Comme exemple de la situation rapportée, JEP et l'ONG SurGentes ont détaillé l'arrestation de quatre travailleurs de l'audiovisuel vendredi dernier alors qu'ils enregistraient près de la prison de Tocorón, dans l'État d'Aragua, dans le cadre d'un projet étudiant pour l'Université centrale du Venezuela.

Noel Cisneros, Katiuska Castillo Vásquez, Ingrid Briceño Venegas et Marcela Hernández Guerra restent au secret et leurs familles ne savent pas dans quelles conditions ils se trouvent ni où ils sont détenus.

La semaine dernière

Cette affaire s'inscrit dans un contexte plus large de détérioration des garanties procédurales et de pression accrue sur les journalistes et les professionnels des médias.

Dimanche, la famille du journaliste Joan Camargo a déposé une requête en habeas corpus devant le tribunal pour savoir où il se trouve, 84 heures après sa disparition à Caracas.

Selon le Syndicat national des travailleurs de la presse (SNTP), Camargo a été intercepté par des inconnus qui l'ont forcé à monter dans un véhicule et depuis lors, aucune information officielle sur son arrestation n'a été divulguée.

Pour la famille et les syndicats, le cas de Camargo est d'autant plus grave que, selon la loi vénézuélienne, tout habeas corpus doit être résolu dans un délai maximum de 96 heures.

« Nous réitérons notre profonde préoccupation face à la disparition forcée de Joan », a déclaré le SNTP, ajoutant cette affaire à une liste d'arrestations arbitraires qui compte déjà 23 journalistes privés de liberté dans le pays.

Le SNTP et l'ONG Instituto Prensa y Sociedad (Ipys) ont dénoncé que les arrestations de communicateurs s'accompagnent généralement de confiscations d'équipements et de matériel de travail, de perquisitions sans mandat judiciaire et d'accusations vagues telles que terrorisme, incitation à la haine et association en vue de commettre un délit.

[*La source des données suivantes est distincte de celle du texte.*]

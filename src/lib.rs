/*
    Trig Tutor, sine, cosine and tangent on the unit circle
    Copyright (C) 2024 Trig Tutor contributors

    This program is free software: you can redistribute it and/or modify
    it under the terms of the GNU Affero General Public License as published
    by the Free Software Foundation, either version 3 of the License, or
    (at your option) any later version.

    This program is distributed in the hope that it will be useful,
    but WITHOUT ANY WARRANTY; without even the implied warranty of
    MERCHANTABILITY or FITNESS FOR A PARTICULAR PURPOSE.  See the
    GNU Affero General Public License for more details.

    You should have received a copy of the GNU Affero General Public License
    along with this program.  If not, see <https://www.gnu.org/licenses/>.
*/

/*! # trig-tutor

Explore sine, cosine and tangent from a single angle in degrees: evaluate the three functions,
tell where the angle lies on the unit circle, and render a unit circle diagram and a graph of the
functions as base64 PNG images ready to be embedded in a web page.

```
use trig_tutor::{evaluate, Quadrant};

let eval = evaluate(135.0);
assert_eq!(eval.quadrant, Quadrant::Second);
assert!(evaluate(90.0).tangent.is_none());
```
*/

/// Evaluation of the trigonometric functions and classification of angles.
pub mod trig;

/// Rendering of the unit circle diagram and of the function graph.
pub mod render;

/// Decoding of requests and assembly of responses.
pub mod handler;

/// Configuration files.
pub mod io;

pub mod server;

mod errors;
/// Every failure is reported as a `HandlerError`; an undefined tangent is not a failure.
pub use self::errors::HandlerError;

#[cfg(feature = "python")]
mod python;

#[macro_use]
extern crate log;

pub use self::handler::{handle, CalculateRequest, CalculateResponse};
pub use self::render::{render, RenderConfig, RenderRequest, RenderedImage};
pub use self::trig::{evaluate, Evaluation, Quadrant};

La famille de la journaliste Joan

Le SNTP a également indiqué que lors de l'opération contre Camargo, non seulement le journaliste a été arrêté, mais que ses proches ont également été touchés.

Le climat d'opacité et de harcèlement se reflète dans le récent bulletin du Forum pénal, qui évalue à 875 le nombre total de prisonniers politiques dans le pays, parmi lesquels des opposants, des militants et des citoyens ordinaires détenus sous des accusations que les ONG et les organismes internationaux qualifient d'arbitraires ou fabriquées de toutes pièces.

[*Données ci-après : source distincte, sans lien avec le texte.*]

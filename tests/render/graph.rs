use rstest::*;
use trig_tutor::render::render_function_graph;
use trig_tutor::{evaluate, RenderConfig};

use crate::{centroid, decode, pixels_of, ANGLE, COSINE, SINE, TANGENT};

#[fixture]
fn cfg() -> RenderConfig {
    RenderConfig::default()
}

#[rstest]
#[case(30.0, true)]
#[case(30.0, false)]
#[case(90.0, true)]
#[case(270.0, true)]
#[case(-90.0, true)]
#[case(0.0, false)]
#[case(540.0, true)]
fn graph_renders(cfg: RenderConfig, #[case] angle_deg: f64, #[case] show_tangent: bool) {
    let img = render_function_graph(&evaluate(angle_deg), show_tangent, &cfg).unwrap();
    let decoded = decode(&img);
    assert_eq!(decoded.dimensions(), (1000, 600));
    assert!(!pixels_of(&decoded, SINE).is_empty());
    assert!(!pixels_of(&decoded, COSINE).is_empty());
}

#[rstest]
fn tangent_only_when_requested(cfg: RenderConfig) {
    let without = decode(&render_function_graph(&evaluate(30.0), false, &cfg).unwrap());
    let with = decode(&render_function_graph(&evaluate(30.0), true, &cfg).unwrap());

    assert!(pixels_of(&without, TANGENT).is_empty());
    assert!(!pixels_of(&with, TANGENT).is_empty());
}

#[rstest]
fn tangent_curve_is_drawn_at_the_asymptote(cfg: RenderConfig) {
    // The marker is skipped, not the curve
    let img = decode(&render_function_graph(&evaluate(90.0), true, &cfg).unwrap());
    assert!(!pixels_of(&img, TANGENT).is_empty());
}

#[rstest]
fn angle_line_follows_the_angle(cfg: RenderConfig) {
    let early = decode(&render_function_graph(&evaluate(60.0), false, &cfg).unwrap());
    let late = decode(&render_function_graph(&evaluate(300.0), false, &cfg).unwrap());
    let wrapped = decode(&render_function_graph(&evaluate(-60.0), false, &cfg).unwrap());

    let (x_early, _) = centroid(&early, ANGLE).unwrap();
    let (x_late, _) = centroid(&late, ANGLE).unwrap();
    let (x_wrapped, _) = centroid(&wrapped, ANGLE).unwrap();

    assert!(x_early < x_late);
    // -60° is placed at 300°
    assert!((x_late - x_wrapped).abs() < 2.0);
}

#[test]
fn angle_outside_of_a_narrow_domain() {
    let cfg = RenderConfig::builder().domain_deg((0.0, 180.0)).build();

    let outside = decode(&render_function_graph(&evaluate(270.0), true, &cfg).unwrap());
    assert!(pixels_of(&outside, ANGLE).is_empty());

    // 390° wraps to 30°, which is in the domain
    let wrapped = decode(&render_function_graph(&evaluate(390.0), true, &cfg).unwrap());
    assert!(!pixels_of(&wrapped, ANGLE).is_empty());
}

#[test]
fn other_domains() {
    let cfg = RenderConfig::builder()
        .domain_deg((-180.0, 180.0))
        .tan_clip(2.0)
        .build();
    let img = render_function_graph(&evaluate(-45.0), true, &cfg).unwrap();
    assert!(!pixels_of(&decode(&img), TANGENT).is_empty());
}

Alors que les revendications des observateurs internationaux et des défenseurs des droits humains se multiplient, au Venezuela, les informations faisant état de disparitions forcées à court terme et du refus de la dictature de garantir un minimum d'informations et d'accès à la défense persistent, aggravant la crise de confiance et de légitimité dans le système judiciaire et sécuritaire du régime.